‘Becoming Led Zeppelin’ director reveals the secret “test” he was given by Jimmy Page

Bernard MacMahon, the director behind the new Led Zeppelin documentary Becoming Led Zeppelin, has discussed how he convinced the legendary rock band to bring their story to the screen.

The film combines interviews recorded in 2018 with Robert Plant, Jimmy Page, and John Paul Jones, as well as historic clips of John Bonham speaking.
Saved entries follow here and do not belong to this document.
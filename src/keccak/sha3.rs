//! An implementation of [SHA-3](https://en.wikipedia.org/wiki/SHA-3).

use alloc::vec;
use alloc::vec::Vec;
use core::fmt;

use super::padding::{PaddedBlocks, SHA3_SUFFIX};
use super::sponge::Sponge;
use super::{State, STATE_BYTES};
use crate::Error;

/// The four fixed SHA-3 output widths.
#[derive(Clone, Copy, Debug, PartialEq, Eq, Hash)]
#[cfg_attr(feature = "serde", derive(serde::Serialize, serde::Deserialize))]
pub enum Width {
	W224,
	W256,
	W384,
	W512,
}

impl Width {
	pub const ALL: [Width; 4] = [Width::W224, Width::W256, Width::W384, Width::W512];

	pub fn from_bits(bits: u32) -> Result<Self, Error> {
		match bits {
			224 => Ok(Width::W224),
			256 => Ok(Width::W256),
			384 => Ok(Width::W384),
			512 => Ok(Width::W512),
			_ => Err(Error::InvalidWidth(bits)),
		}
	}

	pub const fn bits(self) -> u32 {
		match self {
			Width::W224 => 224,
			Width::W256 => 256,
			Width::W384 => 384,
			Width::W512 => 512,
		}
	}

	/// Digest length in bytes.
	pub const fn digest_len(self) -> usize {
		self.bits() as usize / 8
	}

	/// Rate in bytes: the state minus twice the digest.
	pub const fn rate(self) -> usize {
		STATE_BYTES - 2 * self.digest_len()
	}

	/// Capacity in bytes.
	pub const fn capacity(self) -> usize {
		STATE_BYTES - self.rate()
	}
}

impl TryFrom<u32> for Width {
	type Error = Error;

	fn try_from(bits: u32) -> Result<Self, Error> {
		Self::from_bits(bits)
	}
}

impl fmt::Display for Width {
	fn fmt(&self, f: &mut fmt::Formatter<'_>) -> fmt::Result {
		write!(f, "SHA3-{}", self.bits())
	}
}

// the digest always fits in the first block: every width's rate exceeds its
// digest length, so no extra permutation is needed on the way out
fn hash_into(bytes: &[u8], width: Width, out: &mut [u8]) {
	debug_assert_eq!(out.len(), width.digest_len());

	let rate = width.rate();
	let mut state = State::new();

	for block in PaddedBlocks::new(bytes, rate, SHA3_SUFFIX) {
		state.xor_bytes(&block[.. rate]);
		state.permute();
	}

	state.copy_bytes(out);
}

/// Returns the digest of `bytes` for the given width.
pub fn hash(bytes: &[u8], width: Width) -> Vec<u8> {
	let mut out = vec![0; width.digest_len()];
	hash_into(bytes, width, &mut out);

	out
}

/// Returns the digest of `bytes` for a width given in bits.
///
/// Fails with [`Error::InvalidWidth`] unless `width` is 224, 256, 384 or 512.
pub fn sha3(bytes: &[u8], width: u32) -> Result<Vec<u8>, Error> {
	Ok(hash(bytes, Width::from_bits(width)?))
}

/// Returns the SHA3-224 digest of the byte slice passed to it.
pub fn sha3_224(bytes: &[u8]) -> [u8; 28] {
	let mut out = [0; 28];
	hash_into(bytes, Width::W224, &mut out);

	out
}

/// Returns the SHA3-256 digest of the byte slice passed to it.
pub fn sha3_256(bytes: &[u8]) -> [u8; 32] {
	let mut out = [0; 32];
	hash_into(bytes, Width::W256, &mut out);

	out
}

/// Returns the SHA3-384 digest of the byte slice passed to it.
pub fn sha3_384(bytes: &[u8]) -> [u8; 48] {
	let mut out = [0; 48];
	hash_into(bytes, Width::W384, &mut out);

	out
}

/// Returns the SHA3-512 digest of the byte slice passed to it.
pub fn sha3_512(bytes: &[u8]) -> [u8; 64] {
	let mut out = [0; 64];
	hash_into(bytes, Width::W512, &mut out);

	out
}

/// Incremental SHA-3 hasher.
///
/// ```
/// use tiny_sha3::{Sha3, Width};
///
/// let mut hasher = Sha3::new(Width::W256);
/// hasher.absorb(b"ab")?;
/// hasher.absorb(b"c")?;
///
/// assert_eq!(hasher.finalize()?, tiny_sha3::sha3_256(b"abc"));
/// # Ok::<(), tiny_sha3::Error>(())
/// ```
#[derive(Clone, Debug)]
pub struct Sha3 {
	width: Width,
	sponge: Sponge,
}

impl Sha3 {
	pub fn new(width: Width) -> Self {
		Self {
			width,
			sponge: Sponge::new(width.rate(), SHA3_SUFFIX),
		}
	}

	/// Like [`Sha3::new`], with the width given in bits.
	pub fn init(width: u32) -> Result<Self, Error> {
		Ok(Self::new(Width::from_bits(width)?))
	}

	pub fn width(&self) -> Width {
		self.width
	}

	/// Feeds more of the message in. Fails once the hasher has been finalized.
	pub fn absorb(&mut self, bytes: &[u8]) -> Result<(), Error> {
		self.sponge.absorb(bytes)
	}

	/// Pads the buffered input and returns the digest. Every later call to
	/// `absorb` or `finalize` fails with [`Error::InvalidState`] until
	/// [`reset`](Self::reset).
	pub fn finalize(&mut self) -> Result<Vec<u8>, Error> {
		let mut out = vec![0; self.width.digest_len()];
		self.sponge.finish(&mut out)?;

		log::trace!("{} finalized", self.width);

		Ok(out)
	}

	pub fn is_finalized(&self) -> bool {
		self.sponge.phase() == super::sponge::Phase::Done
	}

	pub fn reset(&mut self) {
		self.sponge.reset();
	}
}

#[cfg(feature = "std")]
impl std::io::Write for Sha3 {
	fn write(&mut self, buf: &[u8]) -> std::io::Result<usize> {
		self.absorb(buf)?;

		Ok(buf.len())
	}

	fn flush(&mut self) -> std::io::Result<()> {
		Ok(())
	}
}

#[cfg(test)]
fn format_hash<I: AsRef<[u8]>>(
	hasher: impl FnOnce(&[u8]) -> I,
	input: &[u8],
) -> alloc::string::String {
	use core::fmt::Write;

	let mut out = alloc::string::String::new();

	for &byte in hasher(input).as_ref() {
		write!(out, "{:>02x}", byte).unwrap();
	}

	out
}

#[test]
fn test_empty_inputs() {
	assert_eq!(
		format_hash(sha3_224, b""),
		"6b4e03423667dbb73b6e15454f0eb1abd4597f9a1b078e3f5b5a6bc7",
	);

	assert_eq!(
		format_hash(sha3_256, b""),
		"a7ffc6f8bf1ed76651c14756a061d662f580ff4de43b49fa82d80a4b80f8434a",
	);

	assert_eq!(
		format_hash(sha3_384, b""),
		"0c63a75b845e4f7d01107d852e4c2485c51a50aaaa94fc61995e71bbee983a2ac3713831264adb47fb6bd1e058d5f004",
	);

	assert_eq!(
		format_hash(sha3_512, b""),
		"a69f73cca23a9ac5c8b567dc185a756e97c982164fe25859e0d1dcc1475c80a615b2123af1f5f94c11e3e9402c3ac558f500199d95b6d3e301758586281dcd26",
	);
}

#[test]
fn test_abc() {
	assert_eq!(
		format_hash(sha3_256, b"abc"),
		"3a985da74fe225b2045c172d6bd390bd855f086e3e9d525b46bfe24511431532",
	);

	assert_eq!(
		format_hash(sha3_512, b"abc"),
		"b751850b1a57168a5693cd924b6b096e08f621827444f70d884f5d0240d2712e10e116e9192af3c91a7ec57647e3934057340b4cf408d5a56592f8274eec53f0",
	);
}

#[test]
fn test_widths() {
	assert_eq!(Width::ALL.map(Width::rate), [144, 136, 104, 72]);
	assert_eq!(Width::ALL.map(Width::digest_len), [28, 32, 48, 64]);
	assert!(Width::ALL.iter().all(|w| w.rate() + w.capacity() == STATE_BYTES));

	assert_eq!(Width::try_from(384), Ok(Width::W384));
	assert_eq!(Width::from_bits(160), Err(Error::InvalidWidth(160)));
	assert_eq!(sha3(b"abc", 0), Err(Error::InvalidWidth(0)));

	assert_eq!(alloc::format!("{}", Width::W224), "SHA3-224");
}

#[test]
fn test_dynamic_matches_fixed() {
	let message = [0x5a; 300];

	assert_eq!(sha3(&message, 224).unwrap(), sha3_224(&message));
	assert_eq!(sha3(&message, 256).unwrap(), sha3_256(&message));
	assert_eq!(sha3(&message, 384).unwrap(), sha3_384(&message));
	assert_eq!(sha3(&message, 512).unwrap(), sha3_512(&message));
}

#[test]
fn test_streaming_matches_one_shot() {
	let message: Vec<u8> = (0 .. 1000u32).map(|i| (i % 251) as u8).collect();

	for width in Width::ALL {
		let mut hasher = Sha3::new(width);

		for chunk in message.chunks(width.rate() - 3) {
			hasher.absorb(chunk).unwrap();
		}

		assert_eq!(hasher.finalize().unwrap(), hash(&message, width), "{}", width);
	}
}

#[test]
fn test_finalize_invalidates() {
	let mut hasher = Sha3::init(256).unwrap();
	hasher.absorb(b"abc").unwrap();

	let digest = hasher.finalize().unwrap();
	assert_eq!(digest, sha3_256(b"abc"));
	assert!(hasher.is_finalized());

	assert_eq!(hasher.absorb(b"abc"), Err(Error::InvalidState));
	assert_eq!(hasher.finalize(), Err(Error::InvalidState));

	hasher.reset();
	assert!(!hasher.is_finalized());
	assert_eq!(hasher.finalize().unwrap(), sha3_256(b""));

	assert_eq!(Sha3::init(100).unwrap_err(), Error::InvalidWidth(100));
}

#[cfg(feature = "serde")]
#[test]
fn test_width_serde() {
	for width in Width::ALL {
		let json = serde_json::to_string(&width).unwrap();
		assert_eq!(serde_json::from_str::<Width>(&json).unwrap(), width);
	}

	assert!(serde_json::from_str::<Width>(r#""W160""#).is_err());
}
It focuses on the band’s early chapters rather than their full story and their meteoric rise within 12 months to become the most popular group on the planet upon cracking America.

Becoming Led Zeppelin exclusively airs in IMAX theatres across the United Kingdom on February 5th and February 6th, before being released nationwide in cinemas on February 7th.

Now, in an interview with The Guardian, MacMahon, who previously directed the blues documentary, American Epic, has detailed the long journey it took to convince the band to agree to Becoming Led Zeppelin. “It was incredibly likely that once I put in a phone call, the group might say they were not interested,” he shared. “There was every chance we would not even get a meeting.”

The first band member he met was Page at a London hotel in late 2017. During the lengthy meeting, MacMahon went through his storyboards that contained “pictures but no words”, and Page ensured that the director knew his history. At one stage, when they arrived at the part of the tale when Page first met Plant, the guitarist asked him what band he was in at this point. When MacMahon correctly said Hobbstweedly, Page responded, “Very good. Carry on.”

At this meeting, Page was accompanied by Waitrose shopping bags, which he later opened “to show he had brought his old diaries, dating back to the 60s.” Once the seven-hour conversation concluded, Page said, “I’m in – but you have to get the others on board.”

The guitarist then tested the director by asking him to go to Pangbourne, which is where he used to live and where Led Zeppelin rehearsed. “Later, he revealed it had been a test. ‘If you had said no to Pangbourne we wouldn’t have done the film’,” Allison McGourty revealed.

Jones was initially “not interested in a documentary”, but after MacMahon persuaded him to watch their documentary, American Epic, the bassist was convinced by the project, and the duo shared a four-hour conversation down the phone.

In a review of Becoming Led Zeppelin, Far Out wrote: “Across the film, Bonham’s absence is felt in the most beautiful way. Interview clips from a rare chat are shared for the first time with the audience and the band. The surviving members are hearing these vox pops along with the audience, creating some moving moments that celebrate their friendship as a humanising force amidst a pretty matter-of-fact film.”